Local ecological knowledge indicators for wild plant management: Autonomous local monitoring in Prespa, Albania
Research output: Contribution to journal › Journal article › Research › peer-review
Sabrina Tomasini, Ida Theilade
Broad consensus affirms the need to better understand the status and trends of biodiversity and the important role that local ecological knowledge (LEK) plays in establishing successful monitoring programs. Although often present, autonomous local monitoring systems are frequently ignored by externally-driven community-based or participatory conservation projects. Here we explore the autonomous LEK-led monitoring carried out by local medicinal plant harvesters to guide the management and harvesting of six locally useful medicinal plant species in Prespa National Park, Albania.
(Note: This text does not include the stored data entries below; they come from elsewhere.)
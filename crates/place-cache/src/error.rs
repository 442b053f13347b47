//! Error types for cache backends

use std::fmt;

#[derive(Debug)]
pub enum CacheError {
    /// Redis command or connection failure
    Redis(redis::RedisError),
    /// Stored text could not be (de)serialized as a record
    Serialization(serde_json::Error),
    /// Operation did not finish within its bound
    Timeout(&'static str),
    /// Backend was closed during shutdown
    Closed,
}

impl fmt::Display for CacheError {
    fn fmt(&self, f: &mut fmt::Formatter<'_>) -> fmt::Result {
        match self {
            Self::Redis(e) => write!(f, "Redis error: {}", e),
            Self::Serialization(e) => write!(f, "Cache serialization error: {}", e),
            Self::Timeout(op) => write!(f, "Cache {} timed out", op),
            Self::Closed => write!(f, "Cache backend is closed"),
        }
    }
}

impl std::error::Error for CacheError {
    fn source(&self) -> Option<&(dyn std::error::Error + 'static)> {
        match self {
            Self::Redis(e) => Some(e),
            Self::Serialization(e) => Some(e),
            _ => None,
        }
    }
}

impl From<redis::RedisError> for CacheError {
    fn from(e: redis::RedisError) -> Self {
        Self::Redis(e)
    }
}

impl From<serde_json::Error> for CacheError {
    fn from(e: serde_json::Error) -> Self {
        Self::Serialization(e)
    }
}

pub type Result<T> = std::result::Result<T, CacheError>;
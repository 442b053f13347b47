//! Request and response types for the places proxy

use place_cache::BackendKind;
use serde::{Deserialize, Serialize};

/// Query string of the place-details route.
///
/// Every member is optional so that a missing identifier or key reaches the
/// handler and is answered with the proxy's own error body.
#[derive(Debug, Clone, Default, Deserialize)]
pub struct DetailsQuery {
    pub place_id: Option<String>,
    pub key: Option<String>,
    pub fields: Option<String>,
}

/// Hit/miss counters for the place-details route
#[derive(Debug, Clone, Serialize)]
pub struct CacheStats {
    pub backend: BackendKind,
    pub hits: u64,
    pub misses: u64,
}

/// Health check response
#[derive(Debug, Serialize)]
pub struct HealthResponse {
    pub status: String,
    pub uptime_secs: u64,
    pub cache: CacheStats,
}
//! Places Proxy - field-aware caching proxy for the place-lookup API
//!
//! Place-details lookups are answered from cache whenever the cached record
//! holds every requested field; otherwise the place is refetched, stored whole,
//! and cut down to the requested fields. Everything else under /maps/api is
//! forwarded untouched.

mod config;
mod error;
mod passthrough;
mod reconcile;
mod server;
#[cfg(test)]
mod test_support;
mod types;

use crate::config::Config;
use crate::error::Result;
use crate::reconcile::Reconciler;
use crate::server::{shutdown_signal, start_server, ServerState, SharedState};
use places_api::PlacesClient;
use std::sync::Arc;
use tracing::info;
use tracing_subscriber::{prelude::*, EnvFilter};

#[tokio::main]
async fn main() -> Result<()> {
    let config = Config::from_env();

    // Initialize logging
    let env_filter =
        EnvFilter::from_default_env().add_directive("places_proxy=info".parse()?);

    // Use JSON format for GCP Cloud Logging when LOG_FORMAT=json
    if config.json_logs {
        tracing_subscriber::registry()
            .with(env_filter)
            .with(tracing_stackdriver::layer())
            .init();
    } else {
        tracing_subscriber::fmt().with_env_filter(env_filter).init();
    };

    info!("Starting Places Proxy...");
    info!("Port: {}", config.port);
    info!("Upstream: {}", config.upstream_base_url);
    info!("Upstream timeout: {:?}", config.upstream_timeout);
    info!("In-process cache TTL: {} seconds", config.cache.memory_ttl.as_secs());

    // Backend is chosen once and kept for the life of the process
    let cache = place_cache::select_backend(&config.cache).await;
    info!("Cache backend: {}", cache.kind().as_str());

    let upstream = PlacesClient::try_new(&config.upstream_base_url, config.upstream_timeout)?;
    let reconciler = Reconciler::new(cache, upstream.clone(), config.fetch_full_record);

    let state: SharedState = Arc::new(ServerState::new(reconciler, upstream));

    let served = start_server(state.clone(), config.port, shutdown_signal()).await;

    info!("Cleaning up before exiting...");
    state.reconciler.close().await;
    info!("Cache backend released");

    served?;
    Ok(())
}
Open and semi-structured interviews with harvesters (n = 22), National Park staff (n = 2) and scientific advisors (n = 2) were combined with participatory mapping, joint plot assessments with key informants and a science-led ecological plot survey. Results suggest that harvesters possessed detailed LEK and adopted a variety of socio-economic, management, ecological and environmental indicators to assess wild resources and inform their harvest practices. LEK- and science-led plot assessments generally agreed on most monitoring aspects, suggesting that LEK indicators were relevant and LEK-based perceptions were accurate and could be used to assess the status and trends of useful species. However, while LEK focused on the harvestable resource; i.e. certain individuals and plant parts, the science-based approach assessed plant populations as a whole. Official monitoring based on existing LEK-led monitoring appears to be feasible, but LEK may be more appropriate for monitoring resources for wild harvesting or certification purposes than for ‘pure’ conservation monitoring of plant populations.